第17話 査察
冒険者ギルドの前には、見慣れない馬が六頭つながれていた。どれも長い街道を急いできたらしく、腹まで乾いた泥が跳ね、鞍の脇には濃紺の布包みと筒形の書類入れが下がっている。
入口脇に立つ二人の外套には、銀の方位盤と、その中央を貫く黒い杭が縫い取られていた。王立迷宮査察隊の紋章だった。

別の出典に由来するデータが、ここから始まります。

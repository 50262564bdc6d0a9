// SPDX-License-Identifier: BUSL-1.1
// Copyright (c) 2026 Alfred Jean LLC

//! Clock abstraction for testable time handling
//!
//! Race timestamps are persisted and compared across processes, so the clock
//! reports wall-clock UTC time rather than a monotonic `Instant`.

use chrono::{DateTime, TimeZone, Utc};
use std::sync::{Arc, Mutex};
use std::time::Duration;

/// A clock that provides the current time
pub trait Clock: Clone + Send + Sync + 'static {
    fn now(&self) -> DateTime<Utc>;
}

/// Real system clock
#[derive(Clone, Default)]
pub struct SystemClock;

impl Clock for SystemClock {
    fn now(&self) -> DateTime<Utc> {
        Utc::now()
    }
}

/// Fake clock for testing with controllable time
#[derive(Clone)]
pub struct FakeClock {
    current: Arc<Mutex<DateTime<Utc>>>,
}

impl FakeClock {
    /// Fixed epoch so test timestamps are reproducible
    pub fn new() -> Self {
        let start = Utc
            .with_ymd_and_hms(2026, 1, 1, 12, 0, 0)
            .single()
            .unwrap_or_else(Utc::now);
        Self::at(start)
    }

    pub fn at(instant: DateTime<Utc>) -> Self {
        Self {
            current: Arc::new(Mutex::new(instant)),
        }
    }

    /// Advance the clock by the given duration
    pub fn advance(&self, duration: Duration) {
        let mut current = self.current.lock().unwrap_or_else(|e| e.into_inner());
        if let Ok(step) = chrono::Duration::from_std(duration) {
            *current += step;
        }
    }

    /// Set the clock to a specific instant
    pub fn set(&self, instant: DateTime<Utc>) {
        let mut current = self.current.lock().unwrap_or_else(|e| e.into_inner());
        *current = instant;
    }
}

impl Default for FakeClock {
    fn default() -> Self {
        Self::new()
    }
}

impl Clock for FakeClock {
    fn now(&self) -> DateTime<Utc> {
        *self.current.lock().unwrap_or_else(|e| e.into_inner())
    }
}

#[cfg(test)]
#[path = "clock_tests.rs"]
mod tests;
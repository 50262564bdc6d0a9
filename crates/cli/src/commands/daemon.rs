// SPDX-License-Identifier: BUSL-1.1
// Copyright (c) 2026 Alfred Jean LLC

//! Daemon management: start, stop, status, ping

use std::path::{Path, PathBuf};

use anyhow::Result;
use clap::{Args, Subcommand};
use erg_daemon::config::{Config, LOCK_FILE};

use crate::client::{self, ClientError, DaemonClient};
use crate::output::{self, OutputFormat};

#[derive(Args)]
pub struct DaemonArgs {
    #[command(subcommand)]
    pub command: DaemonCommand,
}

#[derive(Subcommand)]
pub enum DaemonCommand {
    /// Start ergd in the background
    Start {
        /// Config file passed through to ergd
        #[arg(long)]
        config: Option<PathBuf>,
    },
    /// Stop the running daemon
    Stop,
    /// Show daemon uptime and race counts
    Status,
    /// Check the daemon answers
    Ping,
}

pub async fn daemon(args: DaemonArgs, socket_path: &Path, format: OutputFormat) -> Result<()> {
    match args.command {
        DaemonCommand::Start { config } => start(config).await,
        DaemonCommand::Stop => stop(socket_path).await,
        DaemonCommand::Status => status(socket_path, format).await,
        DaemonCommand::Ping => {
            let client = DaemonClient::connect(socket_path)?;
            let version = client.hello().await?;
            println!("pong (protocol {})", version);
            Ok(())
        }
    }
}

async fn start(config_path: Option<PathBuf>) -> Result<()> {
    let config = Config::load(config_path.as_deref())?;

    if let Ok(client) = DaemonClient::connect(&config.socket_path) {
        if client.hello().await.is_ok() {
            println!("Daemon already running");
            return Ok(());
        }
    }

    let child = client::start_daemon_background(config_path.as_deref())?;
    let client = DaemonClient::connect_with_retry(
        config.socket_path.clone(),
        &config.log_path,
        client::timeout_connect(),
        child,
    )?;
    println!("Daemon started ({})", client.socket_path().display());
    Ok(())
}

async fn stop(socket_path: &Path) -> Result<()> {
    let lock_path = socket_path
        .parent()
        .map_or_else(|| PathBuf::from(LOCK_FILE), |dir| dir.join(LOCK_FILE));

    if client::daemon_stop(socket_path, &lock_path).await? {
        println!("Daemon stopped");
    } else {
        println!("Daemon not running");
    }
    Ok(())
}

async fn status(socket_path: &Path, format: OutputFormat) -> Result<()> {
    let client = match DaemonClient::connect(socket_path) {
        Ok(client) => client,
        Err(ClientError::DaemonNotRunning) => {
            println!("Daemon not running");
            return Ok(());
        }
        Err(e) => return Err(e.into()),
    };

    match client.status().await {
        Ok(status) => output::print(&status, format),
        Err(ClientError::DaemonNotRunning) => println!("Daemon not running"),
        Err(e) => return Err(e.into()),
    }
    Ok(())
}
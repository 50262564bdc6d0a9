// SPDX-License-Identifier: BUSL-1.1
// Copyright (c) 2026 Alfred Jean LLC

// Allow panic!/unwrap/expect in test code
#![cfg_attr(test, allow(clippy::panic))]
#![cfg_attr(test, allow(clippy::unwrap_used))]
#![cfg_attr(test, allow(clippy::expect_used))]
// Enable coverage(off) attribute for excluding test infrastructure
#![cfg_attr(coverage_nightly, feature(coverage_attribute))]

//! Race storage: data-access contract, write-ahead log and journal-backed store

mod journal;
mod state;
mod store;
mod traced;
mod wal;

pub use journal::JournalStore;
pub use state::MaterializedState;
pub use store::{RaceLock, RaceStore, StoreError};
pub use traced::TracedStore;
pub use wal::{Wal, WalError};

// Test support - only compiled for tests or when explicitly requested
#[cfg(any(test, feature = "test-support"))]
mod fake;
#[cfg(any(test, feature = "test-support"))]
pub use fake::{FakeStore, StoreCall, WriteKind};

先を歩いていたギルド職員が扉を開ける。中へ入ると、普段なら依頼票の前を占めている冒険者たちは壁際へ寄り、受付の奥を窺いながら声を潜めていた。
受付にいたミュリカが二人へ気づき、帳面を閉じた。
「二階の会議室です。ギルド長も待っています」
「ほかの連中は?」
「動ける方には連絡を回しています。まずは、お二人から話を聞きたいそうです」
エルディアスは頷き、リュシアとともに階段へ向かった。
ローブも剣も《錆びない鹿》へ預けたリュシアは、外套の前を首元まで留めている。腰に剣がないためか、ときおり左手が何もない剣帯の辺りへ動いていた。
会議室には、バルドと王立迷宮査察隊の者が三人いた。
卓の奥に座る男は、四十をいくらか越えた頃に見えた。短く刈った黒髪には街道の埃が残り、外套の肩口も白く汚れている。腰に下げた剣は飾りではなく、鞘にも柄にも使い込まれた痕があった。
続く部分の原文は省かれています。